It will "eventually get better"...temporarily. Then it will get worse again. Then better, then worse again. Years from now, there may be permanent improvement. But there may never be. If you want to stay with this woman, you had better be fully aware of what you're signing up for. Don't think you can "fix" or "rescue" her by being "supportive." You are in for a lot of pain and struggle and a very long haul. If it's worth it to you to be with her, then that's your decision, but don't fool yourself into thinking this is just a single episode that will pass.


----------



## FishKing (Jun 28, 2012)

John Lee said:


> It will "eventually get better"...temporarily. Then it will get worse again. Then better, then worse again. Years from now, there may be permanent improvement. But there may never be. If you want to stay with this woman, you had better be fully aware of what you're signing up for. Don't think you can "fix" or "rescue" her by being "supportive." You are in for a lot of pain and struggle and a very long haul. If it's worth it to you to be with her, then that's your decision, but don't fool yourself into thinking this is just a single episode that will pass.

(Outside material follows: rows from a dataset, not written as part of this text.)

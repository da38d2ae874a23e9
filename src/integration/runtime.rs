use std::collections::VecDeque;
use std::sync::Arc;

use tokio::sync::mpsc;

use crate::{
    core::{
        cmd::{Cmd, TuiCommand},
        cmd_executor::CmdExecutor,
        msg::Msg,
        raw_msg::RawMsg,
        state::AppState,
        translator::translate_raw_to_domain,
        update::{update_with_context, UpdateContext},
    },
    infrastructure::{
        api::BlogApi, storage::SessionStore, tui::textarea_engine::TuiTextAreaEngine,
    },
};

/// Owns the application state and drives the update loop.
///
/// Raw input is translated into messages, messages are folded into the
/// state by `update`, and the resulting commands are handed to the
/// `CmdExecutor`, whose results come back through the message channel.
pub struct Runtime {
    ctx: UpdateContext<'static>,
    state: AppState,
    msg_queue: VecDeque<Msg>,
    raw_msg_queue: VecDeque<RawMsg>,
    cmd_queue: VecDeque<Cmd>,
    msg_tx: mpsc::UnboundedSender<Msg>,
    msg_rx: mpsc::UnboundedReceiver<Msg>,
    raw_msg_tx: mpsc::UnboundedSender<RawMsg>,
    raw_msg_rx: mpsc::UnboundedReceiver<RawMsg>,
    cmd_executor: Option<CmdExecutor>,
    processed: usize,
}

impl Runtime {
    /// Create a new Runtime without a command executor.
    /// Commands accumulate in the queue until read with `pending_commands`.
    pub fn new(initial_state: AppState) -> Self {
        static ENGINE: TuiTextAreaEngine = TuiTextAreaEngine;
        let (msg_tx, msg_rx) = mpsc::unbounded_channel();
        let (raw_msg_tx, raw_msg_rx) = mpsc::unbounded_channel();

        Self {
            ctx: UpdateContext { text_area: &ENGINE },
            state: initial_state,
            msg_queue: VecDeque::new(),
            raw_msg_queue: VecDeque::new(),
            cmd_queue: VecDeque::new(),
            msg_tx,
            msg_rx,
            raw_msg_tx,
            raw_msg_rx,
            cmd_executor: None,
            processed: 0,
        }
    }

    /// Create a new Runtime whose commands run against `api` and `sessions`
    pub fn new_with_executor(
        initial_state: AppState,
        api: Arc<dyn BlogApi>,
        sessions: SessionStore,
    ) -> Self {
        let mut runtime = Self::new(initial_state);
        runtime.set_executor(api, sessions);
        runtime
    }

    pub fn set_executor(&mut self, api: Arc<dyn BlogApi>, sessions: SessionStore) {
        self.cmd_executor = Some(CmdExecutor::new(api, sessions, self.msg_tx.clone()));
    }

    /// Get sender for message transmission
    pub fn get_sender(&self) -> mpsc::UnboundedSender<Msg> {
        self.msg_tx.clone()
    }

    /// Get raw message sender
    pub fn get_raw_sender(&self) -> mpsc::UnboundedSender<RawMsg> {
        self.raw_msg_tx.clone()
    }

    /// Add TUI command sender support to existing executor (for TuiCommand execution)
    pub fn add_tui_sender(
        &mut self,
        tui_sender: mpsc::UnboundedSender<TuiCommand>,
    ) -> Result<(), String> {
        match &mut self.cmd_executor {
            Some(executor) => {
                executor.set_tui_sender(tui_sender);
                Ok(())
            }
            None => Err("No executor available. Use set_executor() first.".to_string()),
        }
    }

    /// Add render request sender for orchestrated rendering in AppRunner
    pub fn add_render_request_sender(
        &mut self,
        render_sender: mpsc::UnboundedSender<()>,
    ) -> Result<(), String> {
        match &mut self.cmd_executor {
            Some(executor) => {
                executor.set_render_request_sender(render_sender);
                Ok(())
            }
            None => Err("No executor available. Use set_executor() first.".to_string()),
        }
    }

    /// Get current state (read-only)
    pub fn state(&self) -> &AppState {
        &self.state
    }

    /// Send message directly
    pub fn send_msg(&mut self, msg: Msg) {
        self.msg_queue.push_back(msg);
    }

    /// Send raw message (for integration with external systems)
    pub fn send_raw_msg(&mut self, raw_msg: RawMsg) {
        self.raw_msg_queue.push_back(raw_msg);
    }

    /// Get pending commands
    pub fn pending_commands(&mut self) -> Vec<Cmd> {
        self.cmd_queue.drain(..).collect()
    }

    /// Execute all pending commands using the command executor
    pub fn execute_pending_commands(&mut self) -> Result<Vec<String>, String> {
        if self.cmd_executor.is_none() {
            return Err(
                "No command executor available. Use set_executor() to configure.".to_string(),
            );
        }

        let commands = self.pending_commands();
        match &self.cmd_executor {
            Some(executor) if !commands.is_empty() => executor
                .execute_commands(&commands)
                .map_err(|e| format!("Command execution failed: {e}")),
            _ => Ok(vec![]),
        }
    }

    /// Process a single message
    pub fn process_message(&mut self, msg: Msg) -> Vec<Cmd> {
        if !msg.is_frequent() {
            log::debug!("update: {msg:?}");
        }
        let state = std::mem::take(&mut self.state);
        let (new_state, commands) = update_with_context(msg, state, &self.ctx);
        self.state = new_state;
        self.processed += 1;

        self.cmd_queue.extend(commands.iter().cloned());
        commands
    }

    /// Process all messages in queue
    pub fn process_all_messages(&mut self) -> Vec<Cmd> {
        let mut all_commands = Vec::new();

        // Raw input is translated one message at a time: a key that
        // switches mode changes how the next key is read
        while let Some(raw_msg) = self
            .raw_msg_queue
            .pop_front()
            .or_else(|| self.raw_msg_rx.try_recv().ok())
        {
            for msg in translate_raw_to_domain(raw_msg, &self.state) {
                all_commands.extend(self.process_message(msg));
            }
        }

        // Process domain messages in internal queue
        while let Some(msg) = self.msg_queue.pop_front() {
            all_commands.extend(self.process_message(msg));
        }

        // Process domain messages from external sources
        while let Ok(msg) = self.msg_rx.try_recv() {
            all_commands.extend(self.process_message(msg));
        }

        all_commands
    }

    /// Process all messages and execute commands in one step
    pub fn run_update_cycle(&mut self) -> Result<Vec<String>, String> {
        self.process_all_messages();
        self.execute_pending_commands()
    }

    /// Number of messages processed so far
    pub fn processed_count(&self) -> usize {
        self.processed
    }

    /// Get runtime statistics
    pub fn get_stats(&self) -> RuntimeStats {
        RuntimeStats {
            queued_messages: self.msg_queue.len(),
            queued_commands: self.cmd_queue.len(),
            blogs_count: self.state.blogs.len(),
            visible_count: self.state.blogs.visible_len(),
            is_logged_in: self.state.is_logged_in(),
            session_generation: self.state.session.generation(),
            has_executor: self.cmd_executor.is_some(),
        }
    }
}

/// Runtime statistics
#[derive(Debug, Clone)]
pub struct RuntimeStats {
    pub queued_messages: usize,
    pub queued_commands: usize,
    pub blogs_count: usize,
    pub visible_count: usize,
    pub is_logged_in: bool,
    pub session_generation: u64,
    pub has_executor: bool,
}

#[cfg(test)]
mod tests {
    use super::*;
    use crate::core::msg::{blog::BlogMsg, session::SessionMsg, system::SystemMsg, ui::UiMsg};
    use crate::domain::{Blog, User};
    use crate::infrastructure::config::Config;
    use crossterm::event::{KeyCode, KeyEvent, KeyModifiers};
    use pretty_assertions::assert_eq;
    use secrecy::SecretString;

    fn user() -> User {
        User {
            id: "u1".into(),
            username: "root".into(),
            name: String::new(),
            token: SecretString::from("t"),
        }
    }

    #[test]
    fn test_runtime_creation() {
        let runtime = Runtime::new(AppState::default());
        let stats = runtime.get_stats();

        assert_eq!(stats.queued_messages, 0);
        assert_eq!(stats.queued_commands, 0);
        assert_eq!(stats.blogs_count, 0);
        assert!(!stats.has_executor);
    }

    #[test]
    fn test_send_message() {
        let mut runtime = Runtime::new(AppState::default());

        runtime.send_msg(Msg::System(SystemMsg::Quit));
        assert_eq!(runtime.get_stats().queued_messages, 1);

        let commands = runtime.process_all_messages();

        assert!(commands.is_empty());
        assert!(runtime.state().system.should_quit);
        assert_eq!(runtime.processed_count(), 1);
    }

    #[test]
    fn test_commands_are_queued_without_executor() {
        let mut runtime = Runtime::new(AppState::default());

        runtime.send_msg(Msg::Blog(BlogMsg::Refresh));
        runtime.process_all_messages();

        assert_eq!(runtime.get_stats().queued_commands, 1);
        assert!(runtime.execute_pending_commands().is_err());
        let pending = runtime.pending_commands();
        assert!(matches!(pending.as_slice(), [Cmd::FetchBlogs { generation: 0 }]));
    }

    #[test]
    fn test_raw_key_goes_through_translator() -> color_eyre::Result<()> {
        let state = AppState::new_with_config(Config::defaults()?);
        let mut runtime = Runtime::new(state);
        runtime.send_msg(Msg::Session(SessionMsg::Restored(Some(user()))));
        runtime.send_msg(Msg::Blog(BlogMsg::Fetched {
            generation: 1,
            result: Ok(vec![Blog {
                id: "b1".into(),
                ..Default::default()
            }]),
        }));
        runtime.process_all_messages();

        runtime.send_raw_msg(RawMsg::Key(KeyEvent::new(
            KeyCode::Char('/'),
            KeyModifiers::NONE,
        )));
        runtime.process_all_messages();

        assert!(runtime.state().ui.is_editing());
        Ok(())
    }

    #[test]
    fn test_keys_after_mode_switch_are_read_as_input() -> color_eyre::Result<()> {
        let state = AppState::new_with_config(Config::defaults()?);
        let mut runtime = Runtime::new(state);
        runtime.send_msg(Msg::Session(SessionMsg::Restored(Some(user()))));
        runtime.process_all_messages();

        // '/' starts the filter, so 'g' is typed rather than "scroll to top"
        for c in "/go".chars() {
            runtime.send_raw_msg(RawMsg::Key(KeyEvent::new(
                KeyCode::Char(c),
                KeyModifiers::NONE,
            )));
        }
        runtime.process_all_messages();

        assert_eq!(runtime.state().blogs.query(), "go");
        Ok(())
    }

    #[test]
    fn test_filter_typing_uses_textarea_engine() {
        let mut runtime = Runtime::new(AppState::default());
        runtime.send_msg(Msg::Session(SessionMsg::Restored(Some(user()))));
        runtime.send_msg(Msg::Ui(UiMsg::StartFilter));
        for c in "go".chars() {
            runtime.send_msg(Msg::Ui(UiMsg::ProcessInput(KeyEvent::new(
                KeyCode::Char(c),
                KeyModifiers::NONE,
            ))));
        }

        runtime.process_all_messages();

        assert_eq!(runtime.state().blogs.query(), "go");
    }

    #[test]
    fn test_external_sender_feeds_update() {
        let mut runtime = Runtime::new(AppState::default());
        let sender = runtime.get_sender();

        sender
            .send(Msg::System(SystemMsg::SetLoading(false)))
            .unwrap_or_else(|e| panic!("send failed: {e}"));
        runtime.process_all_messages();

        assert!(!runtime.state().system.is_loading);
    }
}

i agree with what your saying, im sure she will get better, and ya it will probably happen again.. i think the thing thats the hardest is that i only see her on weekends right now, and she is distant etc etc,but when i am with her she is alot different, She is more happy and appears to be in a better mood etc. Its as though she is even more sad or depressed were not together..so i dunno maybe at some point as we have talked about me living with her that it might work out better...ill just have to feel it out and see,but i know that i cant fix her, and by being supportive to her is nice,but dont think it will fix her either,but again beating her up by giving her crap about being the way she is will not be helpful either.


----------



## John Lee (Mar 16, 2013)

FishKing said:


> i agree with what your saying, im sure she will get better, and ya it will probably happen again.. i think the thing thats the hardest is that i only see her on weekends right now, and she is distant etc etc,but when i am with her she is alot different, She is more happy and appears to be in a better mood etc. Its as though she is even more sad or depressed were not together..so i dunno maybe at some point as we have talked about me living with her that it might work out better...ill just have to feel it out and see,but i know that i cant fix her, and by being supportive to her is nice,but dont think it will fix her either,but again beating her up by giving her crap about being the way she is will not be helpful either.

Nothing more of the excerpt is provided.